Quote Originally Posted by 306maxi View Post
There was one I was dealing with today where one of our cars had done many thousand miles of testing at a test track being mercilessly hammered over rough surfaces and driven through 5 inches of salt water and after it had passed the test with flying colours something broke, even though it passed the test, the failure was still investigated and the part sent back to the supplier for investigation. I doubt any of our customers are going to drive through salt water 5 inches deep well over a thousand times at speed, but it simulates a lifetime of driving in crap conditions because we don’t want customer’s cars breaking down, EVER.
If only Fiat would take this attitude on board.

Another good example of what not to do is the HVAC flap actuator mechanism on climate equipped 500's/Pandas. Yesterday saw yet another failure thread for this all too common fault.
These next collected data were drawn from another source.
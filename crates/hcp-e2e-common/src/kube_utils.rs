//! Shared Kubernetes utilities using kube-rs
//!
//! The convergence poller lives here together with the condition helpers and
//! kubeconfig handling it is usually paired with.

use std::future::Future;
use std::time::Duration;

use base64::Engine;
use k8s_openapi::api::core::v1::{Node, NodeCondition};
use kube::config::{KubeConfigOptions, Kubeconfig};
use kube::{Client, Config};
use tokio::time::Instant;
use tokio_util::sync::CancellationToken;
use tracing::{debug, trace};

use crate::crd::Condition;
use crate::Error;

/// The "Ready" condition type for nodes
pub const CONDITION_READY: &str = "Ready";
/// The "Available" condition type for hosted clusters
pub const CONDITION_AVAILABLE: &str = "Available";
/// The "True" status value for conditions
pub const STATUS_TRUE: &str = "True";

/// Default connection timeout for kube clients
pub const DEFAULT_CONNECT_TIMEOUT: Duration = Duration::from_secs(10);
/// Default read timeout for kube clients
pub const DEFAULT_READ_TIMEOUT: Duration = Duration::from_secs(30);

/// Trait for types that have condition-like fields (type and status)
pub trait HasConditionFields {
    /// Get the condition type field value
    fn type_field(&self) -> &str;
    /// Get the condition status field value
    fn status_field(&self) -> &str;
}

impl HasConditionFields for Condition {
    fn type_field(&self) -> &str {
        &self.type_
    }
    fn status_field(&self) -> &str {
        &self.status
    }
}

impl HasConditionFields for NodeCondition {
    fn type_field(&self) -> &str {
        &self.type_
    }
    fn status_field(&self) -> &str {
        &self.status
    }
}

/// Check if a condition of the given type has status "True"
pub fn has_condition<T>(conditions: Option<&[T]>, condition_type: &str) -> bool
where
    T: HasConditionFields,
{
    conditions
        .map(|conds| {
            conds
                .iter()
                .any(|c| c.type_field() == condition_type && c.status_field() == STATUS_TRUE)
        })
        .unwrap_or(false)
}

/// Check if a node has the Ready condition set to True.
pub fn is_node_ready(node: &Node) -> bool {
    let conditions = node.status.as_ref().and_then(|s| s.conditions.as_deref());
    has_condition(conditions, CONDITION_READY)
}

/// Poll a predicate until it reports done, the timeout elapses, or the
/// token is cancelled.
///
/// The predicate is evaluated immediately and then once per `poll_interval`.
/// It returns `Ok(true)` when done and `Ok(false)` to keep waiting; "not
/// found yet" must be reported as `Ok(false)`. Errors for which
/// [`Error::is_terminal`] holds abort the poll and are returned as-is; any
/// other error is logged, remembered, and polling continues.
///
/// The wait never outlasts `timeout`: a predicate evaluation still in flight
/// at the deadline is abandoned. Cancellation is observed both while sleeping
/// and while a predicate is running.
///
/// Returns the elapsed time on success, [`Error::Timeout`] (carrying the
/// last transient error) or [`Error::Cancelled`] otherwise.
pub async fn poll_until<F, Fut>(
    cancel: &CancellationToken,
    poll_interval: Duration,
    timeout: Duration,
    condition: impl Into<String>,
    mut check_fn: F,
) -> Result<Duration, Error>
where
    F: FnMut() -> Fut,
    Fut: Future<Output = Result<bool, Error>>,
{
    let condition = condition.into();
    let start = Instant::now();
    let deadline = start + timeout;
    let mut last_error: Option<String> = None;
    let mut attempts = 0u32;

    let cancelled = |condition: &str| Error::Cancelled {
        condition: condition.to_string(),
        elapsed: start.elapsed(),
    };
    let timed_out = |condition: &str, last_error: Option<String>| Error::Timeout {
        condition: condition.to_string(),
        elapsed: start.elapsed(),
        last_error,
    };

    loop {
        attempts += 1;

        let outcome = tokio::select! {
            biased;
            _ = cancel.cancelled() => return Err(cancelled(&condition)),
            result = check_fn() => result,
            _ = tokio::time::sleep_until(deadline) => {
                return Err(timed_out(&condition, last_error));
            }
        };

        match outcome {
            Ok(true) => {
                let elapsed = start.elapsed();
                debug!(
                    condition = %condition,
                    attempts,
                    elapsed_ms = elapsed.as_millis() as u64,
                    "Condition met"
                );
                return Ok(elapsed);
            }
            Ok(false) => {
                trace!(condition = %condition, attempts, "Condition not yet met");
            }
            Err(e) if e.is_terminal() => return Err(e),
            Err(e) => {
                debug!(condition = %condition, attempts, error = %e, "Poll check failed, retrying");
                last_error = Some(e.to_string());
            }
        }

        let now = Instant::now();
        if now >= deadline {
            return Err(timed_out(&condition, last_error));
        }

        tokio::select! {
            biased;
            _ = cancel.cancelled() => return Err(cancelled(&condition)),
            _ = tokio::time::sleep_until((now + poll_interval).min(deadline)) => {}
        }
    }
}

/// Poll until `fetch` yields a value, with the semantics of [`poll_until`].
///
/// `Ok(None)` means "not there yet" and keeps polling.
pub async fn poll_for_value<T, F, Fut>(
    cancel: &CancellationToken,
    poll_interval: Duration,
    timeout: Duration,
    condition: impl Into<String>,
    mut fetch: F,
) -> Result<T, Error>
where
    F: FnMut() -> Fut,
    Fut: Future<Output = Result<Option<T>, Error>>,
{
    let condition = condition.into();
    let slot: std::sync::Mutex<Option<T>> = std::sync::Mutex::new(None);
    let slot_ref = &slot;

    poll_until(cancel, poll_interval, timeout, condition.clone(), || {
        let fut = fetch();
        async move {
            match fut.await? {
                Some(value) => {
                    *slot_ref.lock().unwrap_or_else(|e| e.into_inner()) = Some(value);
                    Ok(true)
                }
                None => Ok(false),
            }
        }
    })
    .await?;

    slot.into_inner()
        .unwrap_or_else(|e| e.into_inner())
        .ok_or_else(|| {
            Error::internal_with_context(
                "poll_for_value",
                format!("{condition} reported done without a value"),
            )
        })
}

/// Parse a kubeconfig payload (as stored in a kubeconfig secret)
pub fn parse_kubeconfig(data: &[u8]) -> Result<Kubeconfig, Error> {
    let text = std::str::from_utf8(data)
        .map_err(|e| Error::kubeconfig(format!("invalid kubeconfig UTF-8: {e}")))?;
    serde_yaml::from_str(text)
        .map_err(|e| Error::kubeconfig(format!("invalid kubeconfig YAML: {e}")))
}

/// Rewrite a kubeconfig so every user authenticates with the given client
/// certificate and nothing else.
///
/// Tokens, exec plugins, and embedded certificates of the original users are
/// discarded, so the resulting identity is exactly the certificate's. Empty
/// or non-PEM material is rejected as an authentication failure.
pub fn with_client_certificate(
    kubeconfig_data: &[u8],
    cert_pem: &[u8],
    key_pem: &[u8],
) -> Result<Kubeconfig, Error> {
    if !looks_like_pem(cert_pem) {
        return Err(Error::authentication("client certificate is empty or not PEM"));
    }
    if !looks_like_pem(key_pem) {
        return Err(Error::authentication("client key is empty or not PEM"));
    }

    let text = std::str::from_utf8(kubeconfig_data)
        .map_err(|e| Error::kubeconfig(format!("invalid kubeconfig UTF-8: {e}")))?;
    let mut doc: serde_yaml::Value = serde_yaml::from_str(text)
        .map_err(|e| Error::kubeconfig(format!("invalid kubeconfig YAML: {e}")))?;

    let b64 = base64::engine::general_purpose::STANDARD;
    let mut identity = serde_yaml::Mapping::new();
    identity.insert(
        "client-certificate-data".into(),
        b64.encode(cert_pem).into(),
    );
    identity.insert("client-key-data".into(), b64.encode(key_pem).into());

    let users = doc
        .get_mut("users")
        .and_then(|u| u.as_sequence_mut())
        .filter(|u| !u.is_empty())
        .ok_or_else(|| Error::kubeconfig("kubeconfig has no users"))?;
    for user in users.iter_mut() {
        if let Some(entry) = user.as_mapping_mut() {
            entry.insert("user".into(), serde_yaml::Value::Mapping(identity.clone()));
        }
    }

    serde_yaml::from_value(doc)
        .map_err(|e| Error::kubeconfig(format!("failed to rebuild kubeconfig: {e}")))
}

fn looks_like_pem(data: &[u8]) -> bool {
    std::str::from_utf8(data)
        .map(|s| s.trim_start().starts_with("-----BEGIN "))
        .unwrap_or(false)
}

/// Build a kube client from an in-memory kubeconfig using its current context
pub async fn client_from_kubeconfig(kubeconfig: Kubeconfig) -> Result<Client, Error> {
    crate::install_crypto_provider();

    let mut config = Config::from_custom_kubeconfig(kubeconfig, &KubeConfigOptions::default())
        .await
        .map_err(|e| Error::kubeconfig(format!("failed to build config: {e}")))?;
    config.connect_timeout = Some(DEFAULT_CONNECT_TIMEOUT);
    config.read_timeout = Some(DEFAULT_READ_TIMEOUT);

    Client::try_from(config)
        .map_err(|e| Error::authentication(format!("failed to create client: {e}")))
}
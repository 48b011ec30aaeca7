//! Common types for hosted control plane e2e tests: resource types, errors,
//! polling, retries, and the typed object client abstraction.

#![deny(missing_docs)]

pub mod crd;
pub mod error;
pub mod kube_utils;
pub mod object;
pub mod retry;
pub mod telemetry;
#[cfg(any(test, feature = "test-support"))]
pub mod testing;

pub use error::Error;

/// Result type alias using our custom Error type
pub type Result<T> = std::result::Result<T, Error>;

/// Annotation selecting the control plane topology of a HostedCluster
pub const TOPOLOGY_ANNOTATION: &str = "hypershift.openshift.io/topology";

/// Topology value that places request-serving components on dedicated nodes
pub const DEDICATED_REQUEST_SERVING_TOPOLOGY: &str = "dedicated-request-serving-components";

/// Node selector key used for control plane placement on request-serving topologies
pub const CONTROL_PLANE_NODE_LABEL: &str = "hypershift.openshift.io/control-plane";

/// Label carried by request-serving control plane pods and the nodes reserved for them
pub const REQUEST_SERVING_LABEL: &str = "hypershift.openshift.io/request-serving-component";

/// Label identifying the zone of a node pool
pub const ZONE_LABEL: &str = "topology.kubernetes.io/zone";

/// Key of the kubeconfig payload inside the admin kubeconfig secret
pub const KUBECONFIG_SECRET_KEY: &str = "kubeconfig";

/// Name of the break-glass client certificate secret in the control plane namespace
pub const BREAK_GLASS_CERT_SECRET: &str = "customer-system-admin-client-cert-key";

/// Secret keys of a TLS client certificate pair
pub const TLS_CERT_KEY: &str = "tls.crt";
/// Secret key of the TLS private key
pub const TLS_KEY_KEY: &str = "tls.key";

/// Install the process-wide rustls crypto provider.
///
/// Safe to call repeatedly; only the first call has an effect.
pub fn install_crypto_provider() {
    let _ = rustls::crypto::aws_lc_rs::default_provider().install_default();
}
impl RenderedCluster {
    /// Number of worker nodes the node pools ask for
    pub fn expected_nodes(&self) -> usize {
        self.node_pools
            .iter()
            .map(|p| p.spec.replicas.unwrap_or(0).max(0) as usize)
            .sum()
    }
}

/// A setting that was weakened to fit the available infrastructure
#[derive(Clone, Debug, PartialEq, Eq)]
pub struct TopologyDowngrade {
    /// Setting that changed
    pub setting: &'static str,
    /// Requested value
    pub requested: String,
    /// Value actually used
    pub granted: String,
    /// Why the request could not be met
    pub reason: String,
}

impl fmt::Display for TopologyDowngrade {
    fn fmt(&self, f: &mut fmt::Formatter<'_>) -> fmt::Result {
        write!(
            f,
            "{}: {} -> {} ({})",
            self.setting, self.requested, self.granted, self.reason
        )
    }
}

/// Identity of the cluster provisioned for one scenario
#[derive(Clone, Debug, PartialEq, Eq, Hash)]
pub struct ClusterHandle {
    /// Management namespace holding the HostedCluster
    pub namespace: String,
    /// HostedCluster name
    pub name: String,
}

impl ClusterHandle {
    /// Handle for an existing cluster
    pub fn new(namespace: impl Into<String>, name: impl Into<String>) -> Self {
        Self {
            namespace: namespace.into(),
            name: name.into(),
        }
    }

    /// Fresh handle with a random suffix shared by name and namespace
    pub fn generate(prefix: &str) -> Self {
        let mut rng = rand::thread_rng();
        let suffix: String = (0..SUFFIX_LEN)
            .map(|_| SUFFIX_CHARSET[rng.gen_range(0..SUFFIX_CHARSET.len())] as char)
            .collect();
        Self {
            namespace: format!("e2e-clusters-{suffix}"),
            name: format!("{prefix}-{suffix}"),
        }
    }

    /// Namespace the operator runs this cluster's control plane in
    pub fn control_plane_namespace(&self) -> String {
        format!("{}-{}", self.namespace, self.name)
    }

    /// Key of the HostedCluster object
    pub fn key(&self) -> ObjectKey {
        ObjectKey::namespaced(&self.namespace, &self.name)
    }

    /// Key of the HostedControlPlane object
    pub fn control_plane_key(&self) -> ObjectKey {
        ObjectKey::namespaced(self.control_plane_namespace(), &self.name)
    }
}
If you're going to bury parts deep into the interior where subsequent access is going to require 10+ hrs skilled labour to access, you don't make them out of flimsy plastic that's only just able to handle the stresses of routine operation when new; you engineer them to outlast the car in 99.999% of cases.

You then don't compound this mistake by supplying the failed component (which costs only pennies to make) only as part of a complete assembly costing many hundreds of pounds.

For anyone wanting to buy a long term keeper with climate, this issue alone is sufficiently serious to strike Fiat straight off the longlist of possible marques.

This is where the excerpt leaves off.